North Carolina endured yet another loss on Friday night, and the Bill Belichick-led team may not win a game in the Atlantic Coast Conference during the 2025 campaign.
In fact, UNC could go the entire season without a victory over a Power Four conference opponent. While the Tar Heels weren’t forecast to be an excellent group in 2025 by national and ACC observers, North Carolina has clearly proven a disappointment thus far this season.
UNC dropped to 2-4 with recent loss
On Friday evening, turnovers doomed the Tar Heels, as they lost at California, 21-18. UNC fumbled three times, and it lost all three of them, including one near the goal line that the Golden Bears recovered in the end zone in the fourth quarter to hang on and win by three points.
With that setback, North Carolina dropped to 2-4 overall and 0-2 in ACC play. The team’s two triumphs in 2025 have come against Charlotte and Richmond.
After the Tar Heels’ latest defeat, Belichick acknowledged in his post-game press conference that turnovers stung his team against Cal, but he also said that North Carolina continues to improve every week.
Where will UNC finish in ACC standings?
At this point in the 2025 season, UNC doesn’t hold the title of the worst team in the ACC. That goes to Boston College. But North Carolina isn’t far behind the Eagles.
In the league’s preseason media poll, the Tar Heels were projected to finish at No. 8 in the ACC, which is roughly in the middle of the conference. Yet North Carolina, these days, is trending much further down in the ACC’s pecking order than the midway point.

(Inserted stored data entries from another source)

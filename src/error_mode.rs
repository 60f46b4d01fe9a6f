use std::fmt;
use std::str::FromStr;

///
/// Sets how the parser reacts to command letters it does not recognise
///
#[derive(Clone, Copy, Debug, PartialEq, Eq, Hash, Serialize, Deserialize)]
pub enum ErrorMode {
    /// Unknown commands are skipped silently
    Ignore,

    /// Unknown commands are skipped and a warning is logged
    Warn,

    /// Unknown commands stop the parse with an error
    Strict
}

impl Default for ErrorMode {
    fn default() -> ErrorMode {
        ErrorMode::Ignore
    }
}

impl FromStr for ErrorMode {
    type Err = String;

    fn from_str(mode: &str) -> Result<ErrorMode, String> {
        match mode.to_lowercase().as_str() {
            "ignore"    => Ok(ErrorMode::Ignore),
            "warn"      => Ok(ErrorMode::Warn),
            "strict"    => Ok(ErrorMode::Strict),
            _           => Err(format!("'{}' is not an error mode (expected one of ignore, warn or strict)", mode))
        }
    }
}

impl fmt::Display for ErrorMode {
    fn fmt(&self, f: &mut fmt::Formatter) -> fmt::Result {
        match self {
            ErrorMode::Ignore   => write!(f, "ignore"),
            ErrorMode::Warn     => write!(f, "warn"),
            ErrorMode::Strict   => write!(f, "strict")
        }
    }
}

In the 2025 regular season, UNC has three home games and three on the road remaining. North Carolina will host No. 18 Virginia, Stanford and Duke. The Tar Heels will travel to Syracuse, Wake Forest and N.C. State.
Stanford is currently 2-4 overall and will host Florida State on Saturday night. But the rest of the foes on UNC’s schedule currently have a better record than the Tar Heels.
It’s entirely possible that Belichick, who won six Super Bowls as the head coach of the New England Patriots, could, in his first season in Chapel Hill, not win an ACC game or a Power Four contest. Should that transpire, it would be stunning.